IN THE COURT OF APPEAL OF THE STATE OF CALIFORNIA
FOURTH APPELLATE DISTRICT
DIVISION TWO
THE PEOPLE,
Plaintiff and Respondent,
v.
JACQUIZ EMANUEL JONES,
Defendant and Appellant.
E064997
(Super.Ct.No. FVI1500608)
O P I N I O N
APPEAL from the Superior Court of San Bernardino County. Debra Harris and John M. Tomberlin, Judges. Affirmed.
Charles R. Khoury, Jr., under appointment by the Court of Appeal, for Defendant and Appellant.
No appearance for Plaintiff and Respondent.
A jury convicted defendant and appellant, Jacquiz Emmanuel Jones, of first degree burglary (count 1; Pen. Code, § 459) and found true an allegation that another person, other than an accomplice, was present (§ 667.5, subd. (c)). Defendant subsequently admitted he had suffered a prior strike conviction (§§ 170.12, subds. (a)-(d), 667, subds. (b)-(i)) and prior serious felony (§ 667, subd. (a)(1)). The court sentenced defendant to an aggregate term of 17 years’ incarceration.
After defense counsel filed a notice of appeal, this court appointed counsel to represent him. Counsel has filed a brief under the authority of People v. Wende (1979) 25 Cal.3d 436 and Anders v. California (1967) 386 U.S. 738, setting forth a statement of the facts, a statement of the case, and identifying two potentially arguable issues: (1) whether the court erroneously withdrew defendant’s prior plea pursuant to his request; and (2) whether the court erroneously admitted the testimony of two witnesses purportedly pursuant to Evidence Code section 1101, subdivision (b) because the conduct of the perpetrator would not be considered “bad acts.” We affirm.
I. FACTS AND PROCEDURAL HISTORY
A woman who lived on El Evado testified that on March 8, 2015, she saw a Black man wearing a gray sweatshirt and jeans, knocking on the door of her neighbor’s house. She also saw an older model, white Acura parked in front of her house. A man was waiting in the vehicle. The man knocking on the door got into the car and they drove off.
The victim, who lives on the adjacent street of Hopland, testified that someone began ringing his doorbell and pounding on the door of his home that same day; he chose not to answer it. He got up to get some coffee and saw two Black men standing in his front yard; one of them was defendant; defendant was wearing a gray sweatshirt and jeans. The two men were standing next to the gate to his side yard. One of the men rattled the gate. The victim also saw a white car parked in front of his house.
Shortly thereafter, the victim heard talking in the backyard. He heard someone say, “Nobody’s home. I’m going to go in.” The victim then heard his kitchen window screen rattling. He saw someone peeking through the window. The victim saw fingers prying through the window and into the kitchen.
Defendant jumped through the window and into the kitchen. The victim pointed a gun at defendant and told him not to move. Defendant fled through the window. The victim fired three shots at him. The men jumped over the fence. The police arrived.
A neighbor who also lived on Hopland heard a jiggle in the back of her garage. She looked through the window and saw defendant wearing jeans trying to get in. The neighbor screamed and defendant ran across the street and tried to hide in a bush.
An officer responding to a burglary in progress call apprehended defendant at gunpoint at the intersection of El Evado and Hopland. Defendant was wearing jeans and a gray sweater. Defendant’s arm was bleeding. The officer conducted an infield lineup during which the victim positively identified defendant. The officer removed defendant’s shoes.

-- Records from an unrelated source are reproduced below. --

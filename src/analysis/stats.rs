//! Rolling means and correlation.

/// Trailing mean over `window` values.
///
/// A window of 0 or 1 returns the input unchanged. Otherwise the first
/// `window - 1` positions have no complete window and are `None`.
pub fn rolling_mean(values: &[f64], window: usize) -> Vec<Option<f64>> {
    if window <= 1 {
        return values.iter().copied().map(Some).collect();
    }

    let mut out = Vec::with_capacity(values.len());
    let mut sum = 0.0;
    for (i, v) in values.iter().enumerate() {
        sum += v;
        if i >= window {
            sum -= values[i - window];
        }
        if i + 1 >= window {
            out.push(Some(sum / window as f64));
        } else {
            out.push(None);
        }
    }
    out
}

/// Pearson correlation coefficient.
///
/// Returns `None` when the slices differ in length, hold fewer than two
/// points, or either side has zero variance.
pub fn pearson(xs: &[f64], ys: &[f64]) -> Option<f64> {
    if xs.len() != ys.len() || xs.len() < 2 {
        return None;
    }

    let n = xs.len() as f64;
    let mean_x = xs.iter().sum::<f64>() / n;
    let mean_y = ys.iter().sum::<f64>() / n;

    let mut cov = 0.0;
    let mut var_x = 0.0;
    let mut var_y = 0.0;
    for (x, y) in xs.iter().zip(ys) {
        let dx = x - mean_x;
        let dy = y - mean_y;
        cov += dx * dy;
        var_x += dx * dx;
        var_y += dy * dy;
    }

    if var_x == 0.0 || var_y == 0.0 {
        return None;
    }
    Some((cov / (var_x.sqrt() * var_y.sqrt())).clamp(-1.0, 1.0))
}

#[cfg(test)]
mod tests {
    use super::*;

    fn close(a: f64, b: f64) -> bool {
        (a - b).abs() < 1e-9
    }

    #[test]
    fn test_rolling_window_of_one_is_identity() {
        assert_eq!(rolling_mean(&[1.0, 2.0], 1), vec![Some(1.0), Some(2.0)]);
        assert_eq!(rolling_mean(&[1.0, 2.0], 0), vec![Some(1.0), Some(2.0)]);
    }

    #[test]
    fn test_rolling_mean_leading_values_are_none() {
        let out = rolling_mean(&[1.0, 2.0, 3.0, 4.0], 3);
        assert_eq!(out, vec![None, None, Some(2.0), Some(3.0)]);
    }

    #[test]
    fn test_rolling_window_longer_than_series() {
        assert_eq!(rolling_mean(&[1.0, 2.0], 4), vec![None, None]);
    }

    #[test]
    fn test_perfect_positive_and_negative_correlation() {
        let xs = [1.0, 2.0, 3.0, 4.0];
        assert!(close(pearson(&xs, &[2.0, 4.0, 6.0, 8.0]).unwrap(), 1.0));
        assert!(close(pearson(&xs, &[8.0, 6.0, 4.0, 2.0]).unwrap(), -1.0));
    }

    #[test]
    fn test_known_correlation_value() {
        // r = 0.8 for this textbook pair
        let xs = [1.0, 2.0, 3.0, 4.0, 5.0];
        let ys = [2.0, 1.0, 4.0, 3.0, 5.0];
        assert!(close(pearson(&xs, &ys).unwrap(), 0.8));
    }

    #[test]
    fn test_degenerate_inputs_have_no_correlation() {
        assert_eq!(pearson(&[1.0], &[1.0]), None);
        assert_eq!(pearson(&[1.0, 2.0], &[1.0]), None);
        assert_eq!(pearson(&[1.0, 1.0, 1.0], &[1.0, 2.0, 3.0]), None);
    }
}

Another responding officer located fresh blood on the victim’s backyard fence. The shoes taken from defendant matched a shoeprint outside the victim’s kitchen window.
On June 26, 2015, pursuant to a plea agreement, defendant entered a plea of no contest to an interlineated count of attempted first degree residential burglary (§§ 664, 459) and admitted suffering a prior strike conviction. Pursuant to the plea agreement, the first degree burglary count and several enhancement allegations were dismissed. Additionally, the plea agreement stipulated the sentence would be the midterm of two years, doubled pursuant to the strike conviction for an aggregate term of incarceration of four years.
After receiving one continuance for sentencing due to a medical issue, on September 3, 2015, substitute counsel indicated defendant reported speaking with his original defense counsel about the prospect of withdrawing the plea. The court continued the matter again. On September 24, 2015, defendant’s original defense counsel appeared and requested a 30-day continuance so that defendant could further reflect upon moving to withdraw his plea. The court continued the matter.
On October 21, 2015, defendant moved to withdraw his plea after both his substitute attorney and the court had gone over the difference in exposure defendant faced by doing so. The People stated they had no opposition to the motion. The court noted: “I haven’t heard a basis to withdraw the plea.” “I don’t know [if just] the fact that both parties [agree] by stipulation” gives me the authority to withdraw the plea. The court offered to set the matter later that afternoon so that it could research whether the parties’ stipulation to withdraw the plea agreement gave the court authority to do so. Defense counsel noted that defendant did not understand that the offense to which he pled was a strike. The People stipulated to that basis for withdrawing the plea. The court found by stipulation of the parties that there was a basis for withdrawing the plea and ordered the plea withdrawn.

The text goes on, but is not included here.